Multiple Labels for Binary Classification Problems in one model

rodienne_zammit · February 2019

Hello,

sgenzer I read them to the end!

Current approach: Separate models for different binary labels
I have prepared a decision tree model which correctly predicts a binary label for product A when Product A is used as the label.

For product B, I re-run the process to train a similar model when B is the label.

Then I would need to train another model to predict product C, and use C as a label. This goes on as in reality I have more products.

Desired approach: One model to predict different binary labels
Is there a way I can combine this into one model so that the model can tell me the binary predictions (true/false) for Product A, B and C in one go?

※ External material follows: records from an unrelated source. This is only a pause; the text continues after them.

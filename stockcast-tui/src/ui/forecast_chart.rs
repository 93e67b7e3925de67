//! Forecast chart: observed closes, fitted/predicted value and its interval.

use ratatui::layout::Rect;
use ratatui::style::Style;
use ratatui::symbols;
use ratatui::text::Span;
use ratatui::widgets::{Axis, Block, Borders, Chart, Dataset, GraphType};
use ratatui::Frame;

use stockcast_core::dashboard::ForecastChart;

use super::{day_x, padded_bounds};
use crate::theme;

pub fn render(f: &mut Frame, area: Rect, chart: &ForecastChart) {
    let block = Block::default()
        .borders(Borders::ALL)
        .border_style(theme::panel_border(false))
        .title(format!(" Forecast (history ends {}) ", chart.history_end))
        .title_style(theme::panel_title(false));

    let (Some(first), Some(last)) = (chart.band.first(), chart.band.last()) else {
        f.render_widget(block, area);
        return;
    };
    let origin = first.ds;

    let observed: Vec<(f64, f64)> = chart
        .observed
        .iter()
        .map(|(d, y)| (day_x(*d, origin), *y))
        .collect();
    let yhat: Vec<(f64, f64)> = chart.band.iter().map(|p| (day_x(p.ds, origin), p.yhat)).collect();
    let lower: Vec<(f64, f64)> = chart
        .band
        .iter()
        .map(|p| (day_x(p.ds, origin), p.yhat_lower))
        .collect();
    let upper: Vec<(f64, f64)> = chart
        .band
        .iter()
        .map(|p| (day_x(p.ds, origin), p.yhat_upper))
        .collect();

    let y = padded_bounds(
        chart
            .band
            .iter()
            .flat_map(|p| [p.yhat_lower, p.yhat_upper])
            .chain(chart.observed.iter().map(|(_, v)| *v)),
    );
    let x_max = day_x(last.ds, origin).max(1.0);
    let split = day_x(chart.history_end, origin);

    let datasets = vec![
        Dataset::default()
            .name("observed")
            .marker(symbols::Marker::Dot)
            .graph_type(GraphType::Scatter)
            .style(theme::muted())
            .data(&observed),
        Dataset::default()
            .name("yhat_lower")
            .marker(symbols::Marker::Braille)
            .graph_type(GraphType::Line)
            .style(Style::default().fg(theme::WARNING))
            .data(&lower),
        Dataset::default()
            .name("yhat_upper")
            .marker(symbols::Marker::Braille)
            .graph_type(GraphType::Line)
            .style(Style::default().fg(theme::WARNING))
            .data(&upper),
        Dataset::default()
            .name("yhat")
            .marker(symbols::Marker::Braille)
            .graph_type(GraphType::Line)
            .style(Style::default().fg(theme::ACCENT))
            .data(&yhat),
    ];

    let widget = Chart::new(datasets)
        .block(block)
        .x_axis(
            Axis::default()
                .style(theme::muted())
                .bounds([0.0, x_max])
                .labels(vec![
                    Span::styled(origin.to_string(), theme::muted()),
                    Span::styled(
                        chart.history_end.to_string(),
                        if split > 0.0 { theme::neutral() } else { theme::muted() },
                    ),
                    Span::styled(last.ds.to_string(), theme::muted()),
                ]),
        )
        .y_axis(
            Axis::default()
                .style(theme::muted())
                .bounds(y)
                .labels(vec![
                    Span::styled(format!("{:.0}", y[0]), theme::muted()),
                    Span::styled(format!("{:.0}", (y[0] + y[1]) / 2.0), theme::muted()),
                    Span::styled(format!("{:.0}", y[1]), theme::muted()),
                ]),
        );
    f.render_widget(widget, area);
}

This would be ideal when applying the model on new data so that I don't need to run all separate product models.

I tried to use "loop label" however this loops on the labels to create different models, and I did not find a way of how to use the models created to apply them to new data. I did not find a way how I could loop label on new data to apply "loop model" (this deosn't exist).

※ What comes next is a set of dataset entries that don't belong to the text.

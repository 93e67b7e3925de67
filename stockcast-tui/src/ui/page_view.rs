//! The page column: blocks laid out top to bottom from the scroll offset.

use ratatui::layout::Rect;
use ratatui::style::Modifier;
use ratatui::text::{Line, Span};
use ratatui::widgets::{Block, Borders, Paragraph, Wrap};
use ratatui::Frame;

use crate::app::{App, Focus};
use crate::page::PageBlock;
use crate::theme;

use super::{components_chart, forecast_chart, raw_chart, table};

pub fn render(f: &mut Frame, area: Rect, app: &App) {
    let mut y = area.y;
    let bottom = area.y + area.height;

    for block in app.page.blocks.iter().skip(app.scroll as usize) {
        if y >= bottom {
            break;
        }
        let height = block.height().min(bottom - y);
        let rect = Rect::new(area.x, y, area.width, height);
        draw_block(f, rect, block, app);
        y += height;
    }
}

fn draw_block(f: &mut Frame, area: Rect, block: &PageBlock, app: &App) {
    match block {
        PageBlock::Title(text) => f.render_widget(
            Paragraph::new(Line::from(Span::styled(text.as_str(), theme::title()))),
            area,
        ),
        PageBlock::Subheader(text) => f.render_widget(
            Paragraph::new(Line::from(Span::styled(
                text.as_str(),
                theme::neutral().add_modifier(Modifier::BOLD),
            ))),
            area,
        ),
        PageBlock::Caption(text) => f.render_widget(
            Paragraph::new(Line::from(Span::styled(
                text.as_str(),
                theme::neutral().add_modifier(Modifier::ITALIC),
            ))),
            area,
        ),
        PageBlock::Text(text) => f.render_widget(
            Paragraph::new(Line::from(Span::styled(text.as_str(), theme::text()))),
            area,
        ),
        PageBlock::Status(status) => {
            let style = theme::status(status.is_error());
            let frame = Block::default().borders(Borders::ALL).border_style(style);
            f.render_widget(
                Paragraph::new(Span::styled(status.text.as_str(), style))
                    .block(frame)
                    .wrap(Wrap { trim: true }),
                area,
            );
        }
        PageBlock::Table(preview) => table::render(f, area, preview),
        PageBlock::RawChart(chart) => {
            raw_chart::render(f, area, chart, &app.window, app.focus == Focus::RangeSlider)
        }
        PageBlock::ForecastChart(chart) => forecast_chart::render(f, area, chart),
        PageBlock::Components(components) => components_chart::render(f, area, components),
    }
}
//! Top-level layout: sidebar on the left, the scrolling page on the right,
//! a one-line hint bar at the bottom, help overlay on top.

pub mod components_chart;
pub mod forecast_chart;
pub mod help;
pub mod page_view;
pub mod raw_chart;
pub mod sidebar;
pub mod status_bar;
pub mod table;

use chrono::NaiveDate;
use ratatui::layout::{Constraint, Direction, Layout, Rect};
use ratatui::style::Style;
use ratatui::widgets::Block;
use ratatui::Frame;

use crate::app::{App, Overlay};
use crate::theme;

/// Width of the sidebar column.
pub const SIDEBAR_WIDTH: u16 = 34;

/// Draw the entire UI.
pub fn draw(f: &mut Frame, app: &App) {
    f.render_widget(
        Block::default().style(Style::default().bg(theme::BACKGROUND)),
        f.area(),
    );

    let rows = Layout::default()
        .direction(Direction::Vertical)
        .constraints([Constraint::Min(3), Constraint::Length(1)])
        .split(f.area());

    let columns = Layout::default()
        .direction(Direction::Horizontal)
        .constraints([Constraint::Length(SIDEBAR_WIDTH), Constraint::Min(20)])
        .split(rows[0]);

    sidebar::render(f, columns[0], app);
    page_view::render(f, columns[1], app);
    status_bar::render(f, rows[1], app);

    if app.overlay == Overlay::Help {
        help::render(f, centered_rect(70, 80, rows[0]));
    }
}

/// Compute a centered rect for overlays.
pub fn centered_rect(percent_x: u16, percent_y: u16, area: Rect) -> Rect {
    let popup_layout = Layout::default()
        .direction(Direction::Vertical)
        .constraints([
            Constraint::Percentage((100 - percent_y) / 2),
            Constraint::Percentage(percent_y),
            Constraint::Percentage((100 - percent_y) / 2),
        ])
        .split(area);

    Layout::default()
        .direction(Direction::Horizontal)
        .constraints([
            Constraint::Percentage((100 - percent_x) / 2),
            Constraint::Percentage(percent_x),
            Constraint::Percentage((100 - percent_x) / 2),
        ])
        .split(popup_layout[1])[1]
}

/// Chart x coordinate: days since `origin`.
pub fn day_x(date: NaiveDate, origin: NaiveDate) -> f64 {
    (date - origin).num_days() as f64
}

/// `[min, max]` of finite values with 5% padding; `[0, 1]` when empty.
pub fn padded_bounds<I: IntoIterator<Item = f64>>(values: I) -> [f64; 2] {
    let (lo, hi) = values
        .into_iter()
        .filter(|v| v.is_finite())
        .fold((f64::INFINITY, f64::NEG_INFINITY), |(lo, hi), v| {
            (lo.min(v), hi.max(v))
        });
    if lo > hi {
        return [0.0, 1.0];
    }
    let pad = ((hi - lo) * 0.05).max(1e-9);
    [lo - pad, hi + pad]
}

#[cfg(test)]
mod tests {
    use super::*;

    #[test]
    fn bounds_pad_and_skip_nan() {
        let b = padded_bounds([1.0, f64::NAN, 11.0]);
        assert!((b[0] - 0.5).abs() < 1e-12);
        assert!((b[1] - 11.5).abs() < 1e-12);
        assert_eq!(padded_bounds(std::iter::empty()), [0.0, 1.0]);
    }

    #[test]
    fn flat_series_gets_nonzero_span() {
        let b = padded_bounds([5.0, 5.0]);
        assert!(b[1] > b[0]);
    }
}
//! Additive piecewise-linear trend + Fourier seasonality model.
//!
//! `y(t) = g(t) + s_yearly(t) + s_weekly(t) + e`, fitted on max-abs scaled
//! closes against time scaled to [0, 1] over the history span. Changepoint
//! slopes and seasonal coefficients are ridge-penalised; the penalty
//! strength comes from the residual variance of an unpenalised first pass.

use chrono::{Duration, NaiveDate};
use rand::Rng;
use serde::{Deserialize, Serialize};

use super::engine::ForecastError;
use super::linalg::NormalEquations;
use super::seasonality::{auto_seasonalities, Seasonality, SeasonalityKind};
use super::table::{ForecastRow, ForecastTable};
use super::uncertainty::{interval, standard_normal, TrendPath};
use crate::config::ForecastConfig;

/// Minimum usable observations for a fit.
pub const MIN_OBSERVATIONS: usize = 2;

/// Ridge added to every coefficient so the system stays positive definite.
const JITTER: f64 = 1e-8;
/// First-pass ridge used only to estimate the residual variance.
const FIRST_PASS_RIDGE: f64 = 1e-6;
/// Prior scale for the base slope and offset.
const BASE_PRIOR_SCALE: f64 = 5.0;

/// A fitted model. Holds everything needed to predict any date.
#[derive(Debug, Clone, PartialEq, Serialize, Deserialize)]
pub struct FittedModel {
    start: NaiveDate,
    span_days: f64,
    y_scale: f64,
    k: f64,
    m: f64,
    changepoints: Vec<f64>,
    deltas: Vec<f64>,
    seasonalities: Vec<Seasonality>,
    betas: Vec<Vec<f64>>,
    sigma: f64,
    history: Vec<(NaiveDate, f64)>,
    history_dates: Vec<NaiveDate>,
}

struct Layout<'a> {
    changepoints: &'a [f64],
    seasonalities: &'a [Seasonality],
}
//! Page builder: a `DashboardSurface` that records the page as a list of
//! blocks the UI lays out top to bottom.

use stockcast_core::dashboard::{ForecastChart, RawChart, StatusMessage};
use stockcast_core::forecast::ForecastComponents;
use stockcast_core::frame::TablePreview;
use stockcast_core::{present, DashboardSurface, DisplayModel};

#[derive(Debug, Clone, PartialEq)]
pub enum PageBlock {
    Title(String),
    Subheader(String),
    Caption(String),
    Text(String),
    Table(TablePreview),
    RawChart(RawChart),
    Status(StatusMessage),
    ForecastChart(ForecastChart),
    Components(ForecastComponents),
}

impl PageBlock {
    /// Rows this block wants on screen.
    pub fn height(&self) -> u16 {
        match self {
            PageBlock::Title(_) => 2,
            PageBlock::Subheader(_) | PageBlock::Caption(_) | PageBlock::Text(_) => 1,
            PageBlock::Status(_) => 3,
            PageBlock::Table(t) => t.rows.len().max(1) as u16 + 3,
            PageBlock::RawChart(_) => 18,
            PageBlock::ForecastChart(_) => 16,
            PageBlock::Components(c) => 10 * c.panel_count() as u16,
        }
    }
}

#[derive(Debug, Clone, Default, PartialEq)]
pub struct Page {
    pub blocks: Vec<PageBlock>,
}

impl Page {
    pub fn from_model(model: &DisplayModel) -> Self {
        let mut page = Page::default();
        present(model, &mut page);
        page
    }

    pub fn raw_chart(&self) -> Option<&RawChart> {
        self.blocks.iter().find_map(|b| match b {
            PageBlock::RawChart(c) => Some(c),
            _ => None,
        })
    }

    pub fn total_height(&self) -> u16 {
        self.blocks.iter().map(PageBlock::height).sum()
    }
}

impl DashboardSurface for Page {
    fn title(&mut self, text: &str) {
        self.blocks.push(PageBlock::Title(text.to_string()));
    }

    fn subheader(&mut self, text: &str) {
        self.blocks.push(PageBlock::Subheader(text.to_string()));
    }

    fn caption(&mut self, text: &str) {
        self.blocks.push(PageBlock::Caption(text.to_string()));
    }

    fn text(&mut self, text: &str) {
        self.blocks.push(PageBlock::Text(text.to_string()));
    }

    fn table(&mut self, table: &TablePreview) {
        self.blocks.push(PageBlock::Table(table.clone()));
    }

    fn raw_chart(&mut self, chart: &RawChart) {
        self.blocks.push(PageBlock::RawChart(chart.clone()));
    }

    fn status(&mut self, status: &StatusMessage) {
        self.blocks.push(PageBlock::Status(status.clone()));
    }

    fn forecast_chart(&mut self, chart: &ForecastChart) {
        self.blocks.push(PageBlock::ForecastChart(chart.clone()));
    }

    fn components_chart(&mut self, components: &ForecastComponents) {
        self.blocks.push(PageBlock::Components(components.clone()));
    }
}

Maybe I could achieve this by combining the different binary classification values into one value?

Appreciate feedback on how it is best to implement this problem.

Thank you!

rodienne_zammit · March 2019

Thanks a lot @mschmitz for putting me on the right track. I looked into Polynominal by Binominal classification but I didn't manage to get what I want with it.

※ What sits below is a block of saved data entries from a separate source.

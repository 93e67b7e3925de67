//! Domain types: price bars, price series, and the dashboard selection.

pub mod bar;
pub mod selection;
pub mod series;

pub use bar::PriceBar;
pub use selection::{
    DomainError, ForecastHorizon, SelectionState, YearsOfPrediction, PERIOD_DAYS_MAX,
    PERIOD_DAYS_MIN, YEARS_MAX, YEARS_MIN,
};
pub use series::PriceSeries;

There might be other ways of doing this, but ..

I got the desired approach by looping on the product attributes using "Loop Attributes", this gives a macro name to the label, then inside the loop I set the field %{loop_attribute} as the label, and saved the model using the product name in the file name of the output, for example, save model as "C:\Documents\%{loop_attribute}.mod. I also used the "Annotate" operator with the performance and model output so that I can refer to the Annotation on the results and know which product the performance relates to.

To read and apply models on new data I used again the "Loop Label" and set the role of the product inside the loop and read the model from the file by using the macro value %{loop_label}. Again applying Annotate to the performance output helps me recognise which performance I am looking at.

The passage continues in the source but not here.